**WORK ORDER**
The lines of the records that include "async" should all be copied.
RECORDS Start Marker
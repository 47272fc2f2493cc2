//! Sidebar navigation endpoints.
//!
//! - `GET /api/navigation` returns the navigation model as JSON
//! - `GET /navigation?path=/assets` returns the rendered sidebar fragment

use axum::extract::{Query, State};
use axum::response::Html;
use axum::routing::get;
use axum::{Json, Router};
use serde::Deserialize;

use crate::error::{AppError, AppResult};
use crate::menu::{NavigationModel, build_navigation};
use crate::middleware::CurrentUser;
use crate::state::AppState;

/// Query parameters for the rendered sidebar.
#[derive(Debug, Deserialize)]
struct SidebarQuery {
    /// Path being viewed, used to highlight the active entry.
    #[serde(default = "default_path")]
    path: String,
}

fn default_path() -> String {
    "/".to_string()
}

/// Build the model for the requesting user.
fn model_for(state: &AppState, user: &CurrentUser) -> NavigationModel {
    build_navigation(
        user.profile.as_ref(),
        user.role,
        state.catalog(),
        state.restrictions(),
    )
}

/// Navigation model as JSON.
///
/// GET /api/navigation
async fn navigation_json(
    State(state): State<AppState>,
    user: CurrentUser,
) -> Json<NavigationModel> {
    Json(model_for(&state, &user))
}

/// Rendered sidebar.
///
/// GET /navigation
async fn navigation_html(
    State(state): State<AppState>,
    user: CurrentUser,
    Query(query): Query<SidebarQuery>,
) -> AppResult<Html<String>> {
    if !query.path.starts_with('/') {
        return Err(AppError::BadRequest("path must start with /".to_string()));
    }

    let model = model_for(&state, &user);
    let html = state.theme().render_navigation(&model, &query.path)?;
    Ok(Html(html))
}

/// Create the navigation router.
pub fn router() -> Router<AppState> {
    Router::new()
        .route("/api/navigation", get(navigation_json))
        .route("/navigation", get(navigation_html))
}
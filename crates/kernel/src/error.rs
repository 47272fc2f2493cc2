//! Application error types.

use axum::http::StatusCode;
use axum::response::{IntoResponse, Response};
use thiserror::Error;

/// Application errors.
#[derive(Debug, Error)]
pub enum AppError {
    #[error("internal server error")]
    Internal(#[from] anyhow::Error),

    #[error("template error")]
    Template(#[from] tera::Error),

    #[error("bad request: {0}")]
    BadRequest(String),
}

impl IntoResponse for AppError {
    fn into_response(self) -> Response {
        let status = match &self {
            AppError::Internal(_) | AppError::Template(_) => StatusCode::INTERNAL_SERVER_ERROR,
            AppError::BadRequest(_) => StatusCode::BAD_REQUEST,
        };

        let body = match &self {
            AppError::Internal(e) => {
                tracing::error!(error = %e, "internal server error");
                "internal server error".to_string()
            }
            AppError::Template(e) => {
                tracing::error!(error = ?e, "template rendering failed");
                "internal server error".to_string()
            }
            AppError::BadRequest(_) => self.to_string(),
        };

        (status, body).into_response()
    }
}

/// Result type alias using AppError.
pub type AppResult<T> = Result<T, AppError>;

#[cfg(test)]
mod tests {
    use super::*;

    #[test]
    fn status_codes() {
        let response = AppError::BadRequest("path must start with /".to_string()).into_response();
        assert_eq!(response.status(), StatusCode::BAD_REQUEST);

        let response = AppError::Internal(anyhow::anyhow!("boom")).into_response();
        assert_eq!(response.status(), StatusCode::INTERNAL_SERVER_ERROR);
    }
}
RECORDS End Marker
**ANSWER SECTION**
async fn navigation_json(
async fn navigation_html(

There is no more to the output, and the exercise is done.